If productive individuals within a village are subject to implicit progressive redistributive taxes, this can have pervasive implications for incentives to work, accumulate wealth, migration and ultimately growth. This project looks at data for consumption, income, and network information for a complete village in rural Malawi, to keep track of the status quo redistributive tax/subsidy scheme and its relation to productivity within village. In this context, we plan to model and estimate pairwise transfer schemes along a village network and study the optimal provision of social insurance.

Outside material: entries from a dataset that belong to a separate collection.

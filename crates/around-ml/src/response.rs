//! Prediction response types and score extraction.

use serde::{Deserialize, Deserializer, Serialize};

use crate::error::{Error, Result};

/// One unit of output from the prediction service.
#[derive(Debug, Clone, PartialEq, Serialize, Deserialize)]
pub struct Prediction {
    /// Discrete class label.
    #[serde(default, deserialize_with = "null_as_default")]
    pub prediction: i64,
    /// Tracking key echoed from the request.
    #[serde(default, deserialize_with = "null_as_default")]
    pub key: String,
    /// Per-class confidence scores.
    #[serde(default, deserialize_with = "null_as_default")]
    pub scores: Vec<f64>,
}

/// Body of a `:predict` response.
#[derive(Debug, Clone, Default, PartialEq, Serialize, Deserialize)]
pub struct PredictionResponse {
    /// Predictions in instance order.
    ///
    /// Missing or `null` reads as empty: the service answers with its own
    /// error object in place of predictions.
    #[serde(default, deserialize_with = "null_as_default")]
    pub predictions: Vec<Prediction>,
}

/// Reads `null` as the default value, the same as a missing field.
fn null_as_default<'de, D, T>(deserializer: D) -> std::result::Result<T, D::Error>
where
    D: Deserializer<'de>,
    T: Deserialize<'de> + Default,
{
    Ok(Option::<T>::deserialize(deserializer)?.unwrap_or_default())
}

impl PredictionResponse {
    /// Decodes a raw response body.
    ///
    /// Fails with [`Error::EmptyResponse`] on a zero-length body and with
    /// [`Error::Decode`] when the body does not match the schema. A JSON
    /// `null` body decodes to a response without predictions.
    pub fn parse(raw: &[u8]) -> Result<Self> {
        if raw.is_empty() {
            return Err(Error::EmptyResponse);
        }

        serde_json::from_slice::<Option<Self>>(raw)
            .map(Option::unwrap_or_default)
            .map_err(|source| Error::Decode {
                source,
                body: String::from_utf8_lossy(raw).into_owned(),
            })
    }

    /// Returns the score at index 0 of the first prediction.
    ///
    /// `raw` is the body this response was decoded from and is attached to
    /// the error on failure.
    pub fn first_score(&self, raw: &[u8]) -> Result<f64> {
        let Some(first) = self.predictions.first() else {
            return Err(Error::NoPrediction {
                body: String::from_utf8_lossy(raw).into_owned(),
            });
        };

        first
            .scores
            .first()
            .copied()
            .ok_or_else(|| Error::MalformedPrediction {
                body: String::from_utf8_lossy(raw).into_owned(),
            })
    }
}

/// Validates a raw response body and extracts the score.
///
/// Checks run in order: empty body, JSON decoding, presence of a prediction,
/// presence of a score in the first prediction.
pub fn extract_score(raw: &[u8]) -> Result<f64> {
    PredictionResponse::parse(raw)?.first_score(raw)
}

#[cfg(test)]
mod tests {
    use super::*;
    use crate::error::ErrorKind;

    #[test]
    fn test_extracts_first_score() {
        let raw = br#"{"predictions":[{"prediction":1,"key":"1","scores":[0.87,0.13]}]}"#;
        assert_eq!(extract_score(raw).unwrap(), 0.87);
    }

    #[test]
    fn test_only_first_prediction_is_examined() {
        let raw = br#"{"predictions":[
            {"prediction":0,"key":"1","scores":[0.25,0.75]},
            {"prediction":1,"key":"2","scores":[]}
        ]}"#;
        assert_eq!(extract_score(raw).unwrap(), 0.25);
    }

    #[test]
    fn test_empty_body() {
        let error = extract_score(b"").unwrap_err();
        assert_eq!(error.kind(), ErrorKind::EmptyResponseError);
    }

    #[test]
    fn test_malformed_json() {
        let error = extract_score(b"not-json").unwrap_err();
        assert_eq!(error.kind(), ErrorKind::DecodeError);
        assert_eq!(error.body(), Some("not-json"));
    }

    #[test]
    fn test_non_object_body_is_decode_error() {
        let error = extract_score(b"[1, 2, 3]").unwrap_err();
        assert_eq!(error.kind(), ErrorKind::DecodeError);
    }

    #[test]
    fn test_whitespace_body_is_decode_error() {
        let error = extract_score(b"  \n").unwrap_err();
        assert_eq!(error.kind(), ErrorKind::DecodeError);
    }

    #[test]
    fn test_no_predictions_keeps_body() {
        let error = extract_score(br#"{"predictions":[]}"#).unwrap_err();
        assert_eq!(error.kind(), ErrorKind::NoPredictionError);
        assert!(error.to_string().contains(r#"{"predictions":[]}"#));
    }

    #[test]
    fn test_alternate_error_schema_is_no_prediction() {
        let raw = br#"{"error":"Prediction failed: Expected image (JPEG, PNG, or GIF)"}"#;
        let error = extract_score(raw).unwrap_err();

        assert_eq!(error.kind(), ErrorKind::NoPredictionError);
        assert!(error.to_string().contains("Prediction failed"));
    }

    #[test]
    fn test_null_predictions() {
        let error = extract_score(br#"{"predictions":null}"#).unwrap_err();
        assert_eq!(error.kind(), ErrorKind::NoPredictionError);
    }

    #[test]
    fn test_empty_scores() {
        let raw = br#"{"predictions":[{"prediction":1,"key":"1","scores":[]}]}"#;
        let error = extract_score(raw).unwrap_err();

        assert_eq!(error.kind(), ErrorKind::MalformedPredictionError);
        assert_eq!(error.body(), Some(std::str::from_utf8(raw).unwrap()));
    }

    #[test]
    fn test_null_body_is_no_prediction() {
        let error = extract_score(b"null").unwrap_err();
        assert_eq!(error.kind(), ErrorKind::NoPredictionError);
        assert_eq!(error.body(), Some("null"));
    }

    #[test]
    fn test_null_scores_is_malformed() {
        let raw = br#"{"predictions":[{"prediction":1,"key":"1","scores":null}]}"#;
        let error = extract_score(raw).unwrap_err();
        assert_eq!(error.kind(), ErrorKind::MalformedPredictionError);
    }

    #[test]
    fn test_null_label_and_key_are_accepted() {
        let raw = br#"{"predictions":[{"prediction":null,"key":null,"scores":[0.5]}]}"#;
        assert_eq!(extract_score(raw).unwrap(), 0.5);

        let response = PredictionResponse::parse(raw).unwrap();
        assert_eq!(response.predictions[0].prediction, 0);
        assert_eq!(response.predictions[0].key, "");
    }

    #[test]
    fn test_missing_optional_fields() {
        let response = PredictionResponse::parse(br#"{"predictions":[{"scores":[0.5]}]}"#).unwrap();

        assert_eq!(response.predictions[0].prediction, 0);
        assert_eq!(response.predictions[0].key, "");
        assert_eq!(response.predictions[0].scores, vec![0.5]);
    }
}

The ability to insure consumption against income risk in poor economies is well understood in the development literature. In most instances, this social insurance is achieved with informal arrangements within close relatives/friends/neighbors. However, less is known about how the provision of social insurance affects factor accumulation (e.g., human and physical wealth), or improvements in productivity through resource allocation. In particular, is the current status quo provision of social insurance efficient in fostering economic growth? If productive individuals within a village are subject to implicit progressive redistributive taxes (e.g. through networks structures within (and across) village(s) that finance the provision of insurance for the rest of the village, this can have pervasive implications for incentives to work, accumulate wealth, migrate and ultimately grow.
In this context, we believe that shifting the current macro paradigm to unified frameworks that jointly determine growth, risk and insurance can be an important avenue for the positive and normative analysis of growth and development. The aim of our study is to provide one such framework.
This project has already conducted considerable fieldwork. It has recently received and cleaned the data collected during August 2019. No analytical or quantitative results are currently available, however, a preliminary analysis relating insurance to agricultural productivity is currently being conducted. The first set of quantitative results are expected before mid-2023.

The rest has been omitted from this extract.